Hi,
I noticed there's a LoginConfig annotation in MT-JWT:
In a way this re-invents the same thing for the 3rd or even 4th time in Java EE; defining and configuring the authentication mechanism, but perhaps now in not such an optimal way. The description says it can be used with many authentication mechanisms, yet it contains an attribute to configure one specific authentication mechanism, namely BASIC. It refers to FORM being supported, yet the required attributes for FORM are not present.
Mirroring the Servlet web.xml XML element that was designed for a fixed amount of authentication mechanisms this seems no ideal, especially not when the description says it may in the future be combined with other authentication mechanisms.
Though the annotation is in the microprofile/auth package, having a LoginConfig annotation in the first place seems to me to be a far too general thing for the MP-JWT spec itself, while at the same time it's far too restricted to be used with other authentication mechanisms.
Since the MP-JWT spec only specifies a single authentication mechanism, namely the one accepting JWT tokens, perhaps a better approach would have been to define a single annotation for it that requires containers to install and configure this mechanism.
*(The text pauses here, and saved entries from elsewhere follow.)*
//! SAML 1.1 types.
//!
//! SAML 1.1 differs structurally from 2.0: the assertion issuer is an
//! attribute rather than a child element, IDs are `AssertionID` /
//! `ResponseID` / `RequestID` attributes, and versioning is split into
//! `MajorVersion` / `MinorVersion` attributes that must read `1` / `1`.

use chrono::{DateTime, Utc};
use fedlink_xml::DomElement;
use serde::{Deserialize, Serialize};

use crate::id::generate_id;

/// A SAML 1.1 assertion.
#[derive(Debug, Clone, PartialEq, Serialize, Deserialize)]
pub struct Saml11Assertion {
    /// `AssertionID` attribute, preserved verbatim.
    pub id: String,

    /// Issuer attribute value.
    pub issuer: String,

    /// When the assertion was issued.
    pub issue_instant: DateTime<Utc>,

    /// Validity conditions.
    #[serde(skip_serializing_if = "Option::is_none")]
    pub conditions: Option<Saml11Conditions>,

    /// Statements in document order.
    #[serde(default, skip_serializing_if = "Vec::is_empty")]
    pub statements: Vec<Saml11Statement>,

    /// An embedded signature, carried opaquely.
    #[serde(skip_serializing_if = "Option::is_none")]
    pub signature: Option<DomElement>,
}

impl Saml11Assertion {
    /// Creates an assertion with a fresh ID issued now.
    #[must_use]
    pub fn new(issuer: impl Into<String>) -> Self {
        Self {
            id: generate_id(),
            issuer: issuer.into(),
            issue_instant: Utc::now(),
            conditions: None,
            statements: Vec::new(),
            signature: None,
        }
    }
}

/// SAML 1.1 assertion validity conditions.
#[derive(Debug, Clone, Default, PartialEq, Serialize, Deserialize)]
pub struct Saml11Conditions {
    /// Time before which the assertion is not valid.
    #[serde(skip_serializing_if = "Option::is_none")]
    pub not_before: Option<DateTime<Utc>>,

    /// Time at or after which the assertion is not valid.
    #[serde(skip_serializing_if = "Option::is_none")]
    pub not_on_or_after: Option<DateTime<Utc>>,

    /// Audience restriction conditions, each carrying its audiences.
    #[serde(default, skip_serializing_if = "Vec::is_empty")]
    pub audience_restrictions: Vec<Vec<String>>,
}

/// One statement within a SAML 1.1 assertion.
#[derive(Debug, Clone, PartialEq, Serialize, Deserialize)]
pub enum Saml11Statement {
    /// An authentication statement.
    Authentication(Saml11AuthenticationStatement),
    /// An attribute statement.
    Attribute(Saml11AttributeStatement),
}

/// A SAML 1.1 authentication statement.
#[derive(Debug, Clone, PartialEq, Serialize, Deserialize)]
pub struct Saml11AuthenticationStatement {
    /// Authentication method URI.
    pub authentication_method: String,

    /// When the authentication took place.
    pub authentication_instant: DateTime<Utc>,

    /// The authenticated subject.
    pub subject: Saml11Subject,
}

/// A SAML 1.1 attribute statement.
#[derive(Debug, Clone, Default, PartialEq, Serialize, Deserialize)]
pub struct Saml11AttributeStatement {
    /// The subject the attributes are about.
    #[serde(skip_serializing_if = "Option::is_none")]
    pub subject: Option<Saml11Subject>,

    /// The attributes.
    #[serde(default, skip_serializing_if = "Vec::is_empty")]
    pub attributes: Vec<Saml11Attribute>,
}

/// A SAML 1.1 attribute. Name and namespace are separate attributes in
/// this protocol version.
#[derive(Debug, Clone, PartialEq, Serialize, Deserialize)]
pub struct Saml11Attribute {
    /// `AttributeName` value.
    pub name: String,

    /// `AttributeNamespace` value.
    pub namespace: String,

    /// Attribute values as text.
    #[serde(default, skip_serializing_if = "Vec::is_empty")]
    pub values: Vec<String>,
}

/// A SAML 1.1 subject.
#[derive(Debug, Clone, Default, PartialEq, Serialize, Deserialize)]
pub struct Saml11Subject {
    /// The subject's name identifier.
    #[serde(skip_serializing_if = "Option::is_none")]
    pub name_identifier: Option<Saml11NameIdentifier>,

    /// Confirmation method URIs.
    #[serde(default, skip_serializing_if = "Vec::is_empty")]
    pub confirmation_methods: Vec<String>,
}

/// A SAML 1.1 name identifier.
#[derive(Debug, Clone, PartialEq, Serialize, Deserialize)]
pub struct Saml11NameIdentifier {
    /// The identifier value.
    pub value: String,

    /// Format URI.
    #[serde(skip_serializing_if = "Option::is_none")]
    pub format: Option<String>,

    /// Qualifying domain.
    #[serde(skip_serializing_if = "Option::is_none")]
    pub name_qualifier: Option<String>,
}

/// SAML 1.1 response status. The code value is a QName in the protocol
/// namespace (for example `samlp:Success`) and is preserved as written.
#[derive(Debug, Clone, PartialEq, Serialize, Deserialize)]
pub struct Saml11Status {
    /// `StatusCode/@Value` as written in the document.
    pub code: String,

    /// Optional status message.
    #[serde(skip_serializing_if = "Option::is_none")]
    pub message: Option<String>,
}

/// A SAML 1.1 response.
#[derive(Debug, Clone, PartialEq, Serialize, Deserialize)]
pub struct Saml11Response {
    /// `ResponseID` attribute.
    pub id: String,

    /// ID of the request this responds to.
    #[serde(skip_serializing_if = "Option::is_none")]
    pub in_response_to: Option<String>,

    /// When the response was issued.
    pub issue_instant: DateTime<Utc>,

    /// Intended recipient.
    #[serde(skip_serializing_if = "Option::is_none")]
    pub recipient: Option<String>,

    /// Processing status.
    pub status: Saml11Status,

    /// Assertions in document order.
    #[serde(default, skip_serializing_if = "Vec::is_empty")]
    pub assertions: Vec<Saml11Assertion>,

    /// An embedded signature, carried opaquely.
    #[serde(skip_serializing_if = "Option::is_none")]
    pub signature: Option<DomElement>,
}

/// The query carried in a SAML 1.1 request.
#[derive(Debug, Clone, PartialEq, Serialize, Deserialize)]
pub enum Saml11Query {
    /// A query for authentication statements about a subject.
    Authentication(Saml11Subject),
    /// A query for attributes of a subject, optionally scoped to a resource.
    Attribute {
        /// Resource the attributes relate to.
        resource: Option<String>,
        /// The subject being queried.
        subject: Saml11Subject,
    },
    /// A request to dereference an assertion artifact.
    AssertionArtifact(String),
    /// A request for an assertion by its ID.
    AssertionIdReference(String),
}

/// A SAML 1.1 request.
#[derive(Debug, Clone, PartialEq, Serialize, Deserialize)]
pub struct Saml11Request {
    /// `RequestID` attribute.
    pub id: String,

    /// When the request was issued.
    pub issue_instant: DateTime<Utc>,

    /// The query, when one was supplied.
    #[serde(skip_serializing_if = "Option::is_none")]
    pub query: Option<Saml11Query>,

    /// An embedded signature, carried opaquely.
    #[serde(skip_serializing_if = "Option::is_none")]
    pub signature: Option<DomElement>,
}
In Java EE Security (JSR 375) we introduced the convention of using "[name]AuthenticationMechanismDefinition" annotations for this. These annotations hold the specific attributes to configure a single mechanism, e.g.:
@Retention(RUNTIME)
@Target(TYPE)
public @interface FormAuthenticationMechanismDefinition {
@Nonbinding
LoginToContinue loginToContinue();
}
Or
@Retention(RUNTIME)
@Target(TYPE)
public @interface BasicAuthenticationMechanismDefinition {
@Nonbinding
String realmName() default "";
}
etc
For MP-JWT, this could then be simply:
@Retention(RUNTIME)
@Target(TYPE)
public @interface MPJWTAuthenticationMechanismDefinition {
// No attributes now, but open for future extension
}
Thoughts?
Kind regards,
Arjan Tijms